- Born: 5 July 1945
- Education: KTH Royal Institute of Technology
- Scientific career
- Fields: Chemistry
- Institutions: KTH Royal Institute of Technology
- Thesis: Studies on the Mineralization of C14-Labelled Polyethylenes in Aerobic Biodegradation and Aqueous Aging (1977)
- Doctoral advisor: Bengt Rånby

= Ann-Christine Albertsson =

Swedish chemist (born 1945)

Ann-Christine Albertsson is a Swedish chemist, currently Professor at Royal Institute of Technology and the Editor-in-Chief of American Chemical Society's Biomacromolecules.

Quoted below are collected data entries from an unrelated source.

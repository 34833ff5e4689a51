// # SMTP Notification Channel
//
// This crate provides an email implementation of `NotificationChannel`.
//
// ## Behavior
//
// - One email per `notify` call, sent through `lettre`'s async SMTP client
// - STARTTLS (default), implicit TLS, or plaintext for local relays
// - Addresses are parsed when the channel is built, so a bad configuration
//   fails at startup instead of at the first release
// - NO retry: a failed delivery is reported to `PollCoordinator` and dropped
//
// ## Security Requirements
//
// - The password NEVER appears in logs or `Debug` output

use async_trait::async_trait;
use ghrelnoty_core::config::{ChannelConfig, ChannelKind, Secret, SmtpSecurity};
use ghrelnoty_core::traits::{NotificationChannel, NotificationChannelFactory, ReleaseObservation};
use ghrelnoty_core::{Error, Registry, Result};
use lettre::message::Mailbox;
use lettre::message::header::ContentType;
use lettre::transport::smtp::authentication::Credentials;
use lettre::{AsyncSmtpTransport, AsyncTransport, Message, Tokio1Executor};
use std::time::Duration;

/// SMTP command timeout
const DEFAULT_SMTP_TIMEOUT: Duration = Duration::from_secs(30);

/// Subject and plain text body of a release email
pub fn render_message(release: &ReleaseObservation) -> (String, String) {
    let subject = format!("New release: {} {}", release.repository, release.version);

    let mut body = format!(
        "GHRelNoty\n---------\n\nNew release for {}: {}\n",
        release.repository, release.version
    );
    if !release.description.is_empty() {
        body.push('\n');
        body.push_str(&release.description);
        body.push('\n');
    }
    if !release.url.is_empty() {
        body.push_str(&format!("\nURL: {}\n", release.url));
    }

    (subject, body)
}

/// Email notification channel
pub struct SmtpChannel {
    from: Mailbox,
    to: Mailbox,
    host: String,
    port: u16,
    security: SmtpSecurity,
    transport: AsyncSmtpTransport<Tokio1Executor>,
}

// Credentials live inside the transport and are never printed
impl std::fmt::Debug for SmtpChannel {
    fn fmt(&self, f: &mut std::fmt::Formatter<'_>) -> std::fmt::Result {
        f.debug_struct("SmtpChannel")
            .field("from", &self.from.to_string())
            .field("to", &self.to.to_string())
            .field("host", &self.host)
            .field("port", &self.port)
            .field("security", &self.security)
            .field("password", &"<REDACTED>")
            .finish()
    }
}

impl SmtpChannel {
    /// Create a new SMTP channel
    ///
    /// # Parameters
    ///
    /// - `username`: Login name; `from` is used when empty
    /// - `password`: Login password; no authentication when empty
    ///
    /// The pooled transport spawns onto the current tokio runtime, so this
    /// must be called from within one.
    #[allow(clippy::too_many_arguments)]
    pub fn new(
        from: &str,
        to: &str,
        host: &str,
        port: u16,
        username: &str,
        password: &Secret,
        security: SmtpSecurity,
    ) -> Result<Self> {
        let from_mailbox: Mailbox = from
            .parse()
            .map_err(|e| Error::config(format!("Invalid from address '{}': {}", from, e)))?;
        let to_mailbox: Mailbox = to
            .parse()
            .map_err(|e| Error::config(format!("Invalid to address '{}': {}", to, e)))?;

        let builder = match security {
            SmtpSecurity::Starttls => AsyncSmtpTransport::<Tokio1Executor>::starttls_relay(host)
                .map_err(|e| Error::config(format!("Invalid SMTP relay '{}': {}", host, e)))?,
            SmtpSecurity::Tls => AsyncSmtpTransport::<Tokio1Executor>::relay(host)
                .map_err(|e| Error::config(format!("Invalid SMTP relay '{}': {}", host, e)))?,
            SmtpSecurity::None => {
                tracing::warn!(host, "SMTP channel configured without encryption");
                AsyncSmtpTransport::<Tokio1Executor>::builder_dangerous(host)
            }
        };

        let mut builder = builder.port(port).timeout(Some(DEFAULT_SMTP_TIMEOUT));
        if !password.is_empty() {
            let login = if username.is_empty() { from } else { username };
            builder = builder.credentials(Credentials::new(
                login.to_string(),
                password.expose().to_string(),
            ));
        }

        Ok(Self {
            from: from_mailbox,
            to: to_mailbox,
            host: host.to_string(),
            port,
            security,
            transport: builder.build(),
        })
    }

    /// Build the email for a release
    pub fn build_message(&self, release: &ReleaseObservation) -> Result<Message> {
        let (subject, body) = render_message(release);
        Message::builder()
            .from(self.from.clone())
            .to(self.to.clone())
            .subject(subject)
            .header(ContentType::TEXT_PLAIN)
            .body(body)
            .map_err(|e| Error::notify("smtp", format!("Cannot build email: {}", e)))
    }
}

#[async_trait]
impl NotificationChannel for SmtpChannel {
    async fn notify(&self, release: &ReleaseObservation) -> Result<()> {
        let message = self.build_message(release)?;

        self.transport
            .send(message)
            .await
            .map_err(|e| {
                Error::notify("smtp", format!("Cannot send email via {}: {}", self.host, e))
            })?;

        tracing::debug!(
            repository = %release.repository,
            version = %release.version,
            to = %self.to,
            "Email sent"
        );
        Ok(())
    }

    fn channel_name(&self) -> &'static str {
        "smtp"
    }
}

/// Factory for creating SMTP channels
pub struct SmtpFactory;

impl NotificationChannelFactory for SmtpFactory {
    fn create(&self, config: &ChannelConfig) -> Result<Box<dyn NotificationChannel>> {
        match config {
            ChannelConfig::Smtp {
                from,
                to,
                host,
                port,
                username,
                password,
                security,
            } => Ok(Box::new(SmtpChannel::new(
                from, to, host, *port, username, password, *security,
            )?)),
        }
    }
}

/// Register the SMTP channel with a registry
///
/// # Example
///
/// ```rust
/// use ghrelnoty_core::{ChannelKind, Registry};
///
/// let mut registry = Registry::new();
/// ghrelnoty_channel_smtp::register(&mut registry);
/// assert!(registry.has_channel(ChannelKind::Smtp));
/// ```
pub fn register(registry: &mut Registry) {
    registry.register_channel(ChannelKind::Smtp, Box::new(SmtpFactory));
}

#[cfg(test)]
mod tests {
    use super::*;

    // Channels are built inside a runtime because the SMTP pool spawns onto it

    fn config(security: SmtpSecurity) -> ChannelConfig {
        ChannelConfig::Smtp {
            from: "from@test.test".to_string(),
            to: "to@test.test".to_string(),
            host: "127.0.0.1".to_string(),
            port: 2525,
            username: String::new(),
            password: Secret::new("hunter2"),
            security,
        }
    }

    fn release() -> ReleaseObservation {
        ReleaseObservation::new("dummy-author/dummy-project", "v1.2.3")
            .with_description("This is a dummy release just for testing.")
            .with_url("some-url")
    }

    #[test]
    fn test_render_message() {
        let (subject, body) = render_message(&release());

        assert_eq!(subject, "New release: dummy-author/dummy-project v1.2.3");
        assert_eq!(
            body,
            "GHRelNoty\n---------\n\nNew release for dummy-author/dummy-project: v1.2.3\n\n\
             This is a dummy release just for testing.\n\nURL: some-url\n"
        );
    }

    #[test]
    fn test_render_message_without_metadata() {
        let (_, body) = render_message(&ReleaseObservation::new("a/b", "v1"));
        assert_eq!(body, "GHRelNoty\n---------\n\nNew release for a/b: v1\n");
    }

    #[tokio::test]
    async fn test_factory_creation() {
        let factory = SmtpFactory;

        for security in [SmtpSecurity::Starttls, SmtpSecurity::Tls, SmtpSecurity::None] {
            let channel = factory.create(&config(security));
            assert!(channel.is_ok(), "{:?} should build", security);
        }
    }

    #[tokio::test]
    async fn test_invalid_address_fails_at_construction() {
        let result = SmtpChannel::new(
            "not an address",
            "to@test.test",
            "127.0.0.1",
            25,
            "",
            &Secret::default(),
            SmtpSecurity::None,
        );

        assert!(matches!(result, Err(Error::Config(_))));
    }

    #[tokio::test]
    async fn test_password_not_exposed_in_debug() {
        let channel = SmtpChannel::new(
            "from@test.test",
            "to@test.test",
            "127.0.0.1",
            25,
            "user",
            &Secret::new("hunter2"),
            SmtpSecurity::None,
        )
        .unwrap();

        let debug_str = format!("{:?}", channel);
        assert!(!debug_str.contains("hunter2"));
        assert!(debug_str.contains("<REDACTED>"));
    }

    #[tokio::test]
    async fn test_build_message_headers() {
        let channel = SmtpChannel::new(
            "from@test.test",
            "to@test.test",
            "127.0.0.1",
            25,
            "",
            &Secret::default(),
            SmtpSecurity::None,
        )
        .unwrap();

        let message = channel.build_message(&release()).unwrap();
        let raw = String::from_utf8(message.formatted()).unwrap();

        assert!(raw.contains("From: from@test.test"));
        assert!(raw.contains("To: to@test.test"));
        assert!(raw.contains("Subject: New release: dummy-author/dummy-project v1.2.3"));
    }

    /// Minimal plaintext SMTP server accepting a single message
    ///
    /// Returns the envelope commands and the DATA payload.
    async fn accept_one_message(listener: tokio::net::TcpListener) -> (Vec<String>, String) {
        use tokio::io::{AsyncBufReadExt, AsyncWriteExt, BufReader};

        let (stream, _) = listener.accept().await.unwrap();
        let (read, mut write) = stream.into_split();
        let mut lines = BufReader::new(read).lines();
        write.write_all(b"220 fake.test ESMTP\r\n").await.unwrap();

        let mut commands = Vec::new();
        let mut data = String::new();
        let mut in_data = false;
        while let Some(line) = lines.next_line().await.unwrap() {
            if in_data {
                if line == "." {
                    write.write_all(b"250 2.0.0 queued\r\n").await.unwrap();
                    break;
                }
                data.push_str(&line);
                data.push('\n');
                continue;
            }

            let upper = line.to_ascii_uppercase();
            commands.push(line);
            if upper.starts_with("DATA") {
                in_data = true;
                write.write_all(b"354 end data with <CR><LF>.<CR><LF>\r\n").await.unwrap();
            } else if upper.starts_with("QUIT") {
                write.write_all(b"221 bye\r\n").await.unwrap();
                break;
            } else {
                write.write_all(b"250 fake.test\r\n").await.unwrap();
            }
        }

        (commands, data)
    }

    #[tokio::test]
    async fn test_notify_delivers_message() {
        let listener = tokio::net::TcpListener::bind(("127.0.0.1", 0)).await.unwrap();
        let port = listener.local_addr().unwrap().port();
        let server = tokio::spawn(accept_one_message(listener));

        let channel = SmtpChannel::new(
            "from@test.test",
            "to@test.test",
            "127.0.0.1",
            port,
            "",
            &Secret::default(),
            SmtpSecurity::None,
        )
        .unwrap();

        channel.notify(&release()).await.unwrap();

        let (commands, data) = tokio::time::timeout(Duration::from_secs(5), server)
            .await
            .unwrap()
            .unwrap();

        assert!(commands.iter().any(|c| c.starts_with("MAIL FROM:<from@test.test>")));
        assert!(commands.iter().any(|c| c.starts_with("RCPT TO:<to@test.test>")));
        assert!(!commands.iter().any(|c| c.starts_with("AUTH")));

        assert!(data.contains("Subject: New release: dummy-author/dummy-project v1.2.3\n"));
        assert!(data.contains(
            "GHRelNoty\n---------\n\nNew release for dummy-author/dummy-project: v1.2.3\n\n\
             This is a dummy release just for testing.\n\nURL: some-url\n"
        ));
    }

    #[tokio::test]
    async fn test_notify_reports_refused_connection() {
        // Bind then drop to get a port nobody listens on
        let port = {
            let listener = tokio::net::TcpListener::bind(("127.0.0.1", 0)).await.unwrap();
            listener.local_addr().unwrap().port()
        };

        let channel = SmtpChannel::new(
            "from@test.test",
            "to@test.test",
            "127.0.0.1",
            port,
            "",
            &Secret::default(),
            SmtpSecurity::None,
        )
        .unwrap();

        let result = channel.notify(&release()).await;
        assert!(matches!(result, Err(Error::Notify { .. })));
    }

    #[tokio::test]
    async fn test_register() {
        let mut registry = Registry::new();
        register(&mut registry);
        assert!(registry.has_channel(ChannelKind::Smtp));
        let channel = SmtpFactory.create(&config(SmtpSecurity::None)).unwrap();
        assert_eq!(channel.channel_name(), "smtp");
    }
}
// # GitHub Release Source
//
// This crate provides the GitHub REST API implementation of `ReleaseSource`.
//
// ## Behavior
//
// - One HTTP request per `fetch` call: `GET /repos/{owner}/{project}/releases/latest`
// - HTTP timeout configured (30 seconds)
// - Rate-limit telemetry read from the `x-ratelimit-*` headers of every
//   response, including failed ones
// - Failures classified into primary rate limit, secondary rate limit,
//   unavailable and malformed
// - NO retry, backoff or sleeping: pacing is owned by `PollCoordinator`
//
// ## Security Requirements
//
// - The access token NEVER appears in logs or `Debug` output
// - Anonymous access works, with GitHub's lower quota
//
// ## API Reference
//
// - Latest release: https://docs.github.com/en/rest/releases/releases#get-the-latest-release
// - Rate limits: https://docs.github.com/en/rest/using-the-rest-api/rate-limits-for-the-rest-api

use async_trait::async_trait;
use chrono::{DateTime, Utc};
use ghrelnoty_core::config::{ReleaseSourceConfig, ReleaseSourceKind, Secret};
use ghrelnoty_core::error::{FetchError, RateLimitKind};
use ghrelnoty_core::traits::{
    FetchOutcome, RateLimitSnapshot, ReleaseObservation, ReleaseSource, ReleaseSourceFactory,
};
use ghrelnoty_core::{Error, Registry, Result};
use reqwest::StatusCode;
use reqwest::header::{ACCEPT, HeaderMap, RETRY_AFTER};
use serde::Deserialize;
use std::time::Duration;

/// Public GitHub API base URL
pub const GITHUB_API_BASE: &str = "https://api.github.com";

/// REST API version pinned in every request
pub const GITHUB_API_VERSION: &str = "2022-11-28";

/// Default HTTP timeout for API requests (30 seconds)
const DEFAULT_HTTP_TIMEOUT: Duration = Duration::from_secs(30);

const USER_AGENT: &str = concat!("ghrelnoty/", env!("CARGO_PKG_VERSION"));

/// Subset of the release payload that ends up in an observation
#[derive(Debug, Deserialize)]
struct LatestRelease {
    #[serde(default)]
    tag_name: Option<String>,
    #[serde(default)]
    name: Option<String>,
    #[serde(default)]
    body: Option<String>,
    #[serde(default)]
    html_url: Option<String>,
}

#[derive(Debug, Default, Deserialize)]
struct ApiErrorBody {
    #[serde(default)]
    message: Option<String>,
    #[serde(default)]
    documentation_url: Option<String>,
}

/// GitHub release source
///
/// Stateless and single-shot. The `Debug` implementation does NOT expose
/// the access token.
pub struct GithubSource {
    /// API base URL, without trailing slash
    api_url: String,

    /// Optional access token
    /// ⚠️ NEVER log this value
    token: Option<Secret>,

    /// HTTP client for API requests
    client: reqwest::Client,
}

impl std::fmt::Debug for GithubSource {
    fn fmt(&self, f: &mut std::fmt::Formatter<'_>) -> std::fmt::Result {
        f.debug_struct("GithubSource")
            .field("api_url", &self.api_url)
            .field("token", &self.token.as_ref().map(|_| "<REDACTED>"))
            .finish()
    }
}

impl GithubSource {
    /// Create a new GitHub source
    ///
    /// # Parameters
    ///
    /// - `api_url`: API base URL (`https://api.github.com` or an Enterprise URL)
    /// - `token`: Optional access token; an empty token is treated as none
    pub fn new(api_url: impl Into<String>, token: Option<Secret>) -> Result<Self> {
        let client = reqwest::Client::builder()
            .timeout(DEFAULT_HTTP_TIMEOUT)
            .user_agent(USER_AGENT)
            .build()
            .map_err(|e| Error::config(format!("Failed to build HTTP client: {}", e)))?;

        let api_url = api_url.into().trim_end_matches('/').to_string();
        if api_url.is_empty() {
            return Err(Error::config("GitHub api_url cannot be empty"));
        }

        Ok(Self {
            api_url,
            token: token.filter(|t| !t.is_empty()),
            client,
        })
    }

    /// Anonymous access to api.github.com
    pub fn anonymous() -> Result<Self> {
        Self::new(GITHUB_API_BASE, None)
    }

    pub fn api_url(&self) -> &str {
        &self.api_url
    }

    pub fn has_token(&self) -> bool {
        self.token.is_some()
    }

    fn latest_release_url(&self, owner: &str, project: &str) -> String {
        format!(
            "{}/repos/{}/{}/releases/latest",
            self.api_url, owner, project
        )
    }
}

#[async_trait]
impl ReleaseSource for GithubSource {
    async fn fetch(&self, repository: &str) -> FetchOutcome {
        let Some((owner, project)) = split_repository(repository) else {
            return FetchOutcome::failed(
                FetchError::Unsupported(format!("expected owner/project, got '{}'", repository)),
                None,
            );
        };

        let url = self.latest_release_url(owner, project);
        tracing::debug!(repository, "Fetching latest release");

        let mut request = self
            .client
            .get(&url)
            .header(ACCEPT, "application/vnd.github+json")
            .header("X-GitHub-Api-Version", GITHUB_API_VERSION);
        if let Some(token) = &self.token {
            request = request.bearer_auth(token.expose());
        }

        let response = match request.send().await {
            Ok(response) => response,
            Err(e) => {
                return FetchOutcome::failed(
                    FetchError::Unavailable(format!("HTTP request failed: {}", e)),
                    None,
                );
            }
        };

        let rate_limit = parse_rate_limit(response.headers());
        let status = response.status();

        if !status.is_success() {
            let headers = response.headers().clone();
            let body = response.text().await.unwrap_or_default();
            let error = classify_failure(status, &headers, &body);
            tracing::debug!(repository, %status, error = %error, "GitHub request failed");
            return FetchOutcome::failed(error, rate_limit);
        }

        let text = match response.text().await {
            Ok(text) => text,
            Err(e) => {
                return FetchOutcome::failed(
                    FetchError::Unavailable(format!("Failed to read response: {}", e)),
                    rate_limit,
                );
            }
        };

        match parse_release(repository, &text) {
            Ok(release) => FetchOutcome::ok(release, rate_limit),
            Err(error) => FetchOutcome::failed(error, rate_limit),
        }
    }

    fn supports_repository(&self, repository: &str) -> bool {
        split_repository(repository).is_some()
    }

    fn source_name(&self) -> &'static str {
        "github"
    }
}

/// Split `owner/project`; anything else is rejected
pub fn split_repository(identifier: &str) -> Option<(&str, &str)> {
    let (owner, project) = identifier.split_once('/')?;
    if owner.is_empty() || project.is_empty() || project.contains('/') {
        return None;
    }
    Some((owner, project))
}

fn header_u64(headers: &HeaderMap, name: &str) -> Option<u64> {
    headers.get(name)?.to_str().ok()?.trim().parse().ok()
}

/// Read the `x-ratelimit-*` headers
///
/// `limit`, `remaining` and `reset` are required. When `used` is missing it
/// is derived from the other two.
pub fn parse_rate_limit(headers: &HeaderMap) -> Option<RateLimitSnapshot> {
    let limit = header_u64(headers, "x-ratelimit-limit")?;
    let remaining = header_u64(headers, "x-ratelimit-remaining")?;
    let reset = header_u64(headers, "x-ratelimit-reset")?;
    let used = header_u64(headers, "x-ratelimit-used")
        .unwrap_or_else(|| limit.saturating_sub(remaining));

    let reset_at: DateTime<Utc> = DateTime::from_timestamp(i64::try_from(reset).ok()?, 0)?;

    Some(RateLimitSnapshot {
        limit,
        remaining,
        used,
        reset_at,
    })
}

fn mentions_secondary_limit(body: &str) -> bool {
    let parsed: ApiErrorBody = serde_json::from_str(body).unwrap_or_default();
    [parsed.message, parsed.documentation_url]
        .into_iter()
        .flatten()
        .map(|text| text.to_lowercase())
        .any(|text| text.contains("secondary rate limit") || text.contains("secondary-rate-limit"))
}

/// Map a non-success response to a classified failure
pub fn classify_failure(status: StatusCode, headers: &HeaderMap, body: &str) -> FetchError {
    match status.as_u16() {
        403 | 429 => {
            if header_u64(headers, "x-ratelimit-remaining") == Some(0) {
                FetchError::RateLimited {
                    kind: RateLimitKind::Primary,
                }
            } else if headers.contains_key(RETRY_AFTER) || mentions_secondary_limit(body) {
                FetchError::RateLimited {
                    kind: RateLimitKind::Secondary,
                }
            } else {
                FetchError::Unavailable(format!("Access denied: {}", status))
            }
        }
        401 => FetchError::Unavailable(format!(
            "Authentication failed: invalid or expired token. Status: {}",
            status
        )),
        404 => FetchError::Unavailable(format!(
            "Repository not found or has no published release. Status: {}",
            status
        )),
        500..=599 => {
            FetchError::Unavailable(format!("GitHub server error (transient): {}", status))
        }
        _ => FetchError::Unavailable(format!("Unexpected response: {}", status)),
    }
}

/// Build an observation from a release payload
fn parse_release(
    repository: &str,
    text: &str,
) -> std::result::Result<ReleaseObservation, FetchError> {
    let release: LatestRelease = serde_json::from_str(text)
        .map_err(|e| FetchError::Malformed(format!("Failed to parse release: {}", e)))?;

    let version = [release.tag_name, release.name]
        .into_iter()
        .flatten()
        .find(|v| !v.is_empty())
        .ok_or_else(|| FetchError::Malformed("release has neither tag_name nor name".to_string()))?;

    Ok(ReleaseObservation::new(repository, version)
        .with_description(release.body.unwrap_or_default())
        .with_url(release.html_url.unwrap_or_default()))
}

/// Factory for creating GitHub sources
pub struct GithubFactory;

impl ReleaseSourceFactory for GithubFactory {
    fn create(&self, config: &ReleaseSourceConfig) -> Result<Box<dyn ReleaseSource>> {
        match config {
            ReleaseSourceConfig::Github { api_url, token } => {
                if token.is_none() {
                    tracing::warn!(
                        "No GitHub token configured; anonymous requests have a low rate limit"
                    );
                }
                Ok(Box::new(GithubSource::new(api_url.clone(), token.clone())?))
            }
        }
    }
}

/// Register the GitHub source with a registry
///
/// # Example
///
/// ```rust
/// use ghrelnoty_core::{Registry, ReleaseSourceKind};
///
/// let mut registry = Registry::new();
/// ghrelnoty_source_github::register(&mut registry);
/// assert!(registry.has_source(ReleaseSourceKind::Github));
/// ```
pub fn register(registry: &mut Registry) {
    registry.register_source(ReleaseSourceKind::Github, Box::new(GithubFactory));
}
// # Version Store Trait
//
// Defines the interface for the durable mapping of repository identifier to
// the last version a notification was attempted for.
//
// ## Implementations
//
// - redb: single-file embedded database (`RedbVersionStore`)
// - Memory: for tests and throwaway runs (`MemoryVersionStore`)
//
// ## Usage
//
// ```rust,no_run
// use ghrelnoty_core::{MemoryVersionStore, VersionStore};
//
// #[tokio::main]
// async fn main() -> ghrelnoty_core::Result<()> {
//     let store = MemoryVersionStore::new();
//
//     assert!(store.compare_and_set("acme/widget", "v1").await?);
//     assert!(!store.compare_and_set("acme/widget", "v1").await?);
//     assert_eq!(store.get("acme/widget").await?.as_deref(), Some("v1"));
//
//     store.close().await
// }
// ```

use async_trait::async_trait;

/// Name of the table/namespace holding the last-seen versions
pub const RELEASES_TABLE: &str = "releases";

/// Trait for version store implementations
///
/// # Thread Safety
///
/// The coordinator only calls the store from its own task, but
/// `compare_and_set` must stay atomic for any other concurrent caller: no
/// caller may observe the value between the compare and the write.
///
/// # Comparison
///
/// The stored value (or the empty string when nothing is stored) is compared
/// to the new value byte for byte. No trimming, case folding or version
/// parsing happens.
#[async_trait]
pub trait VersionStore: Send + Sync {
    /// Get the stored version for a repository
    ///
    /// # Returns
    ///
    /// - `Ok(Some(version))`: A version is stored
    /// - `Ok(None)`: Nothing stored yet
    /// - `Err(Error)`: Storage error
    async fn get(&self, key: &str) -> Result<Option<String>, crate::Error>;

    /// Atomically replace the stored version if it differs
    ///
    /// # Returns
    ///
    /// - `Ok(true)`: The value differed and was written
    /// - `Ok(false)`: The value was equal, nothing was written
    /// - `Err(Error)`: Storage error, nothing is known about the outcome
    async fn compare_and_set(&self, key: &str, value: &str) -> Result<bool, crate::Error>;

    /// Release underlying resources
    ///
    /// Called once at shutdown. Operations after `close` fail with a store
    /// error.
    async fn close(&self) -> Result<(), crate::Error>;
}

Her research interest are biomacromolecules and polymers.

==Education==
She earned her Doctorate from Royal Institute of Technology in 1977.

==Career==
She started as a lecturer at Royal Institute of Technology in 1980 before serving as acting professor in 1986 until being official appointed as professor in 1989. She has also been visiting scholar at Polytechnic University of New York, University of Kyoto, University of Massachusetts at Amherst and Research Institute for Polymers and Textiles.

==Selected publications==
- Recent developments in ring opening polymerization of lactones for biomedical applications, AC Albertsson, IK Varma - Biomacromolecules, 2003, ACS Publications
- The mechanism of biodegradation of polyethylene, Polymer Degradation and Stability, Volume 18, Issue 1, 1987, Pages 73–87.

==Recent publications==
- Undin, Jenny (2016). "Controlled copolymerization of the functional 5-membered lactone monomer, α-bromo-γ-butyrolactone, via selective organocatalysis"
- Arias, Veluska (2016). "Forecasting linear aliphatic copolyester degradation through modular block design"
- Maleki, Laleh (2016). "Green Semi-IPN Hydrogels by Direct Utilization of Crude Wood Hydrolysates"
- Nugroho, Robertus Wahyu N. (2016). "Highlighting the Importance of Surface Grafting in Combination with a Layer-by-Layer Approach for Fabricating Advanced 3D Poly(l-lactide) Microsphere Scaffolds"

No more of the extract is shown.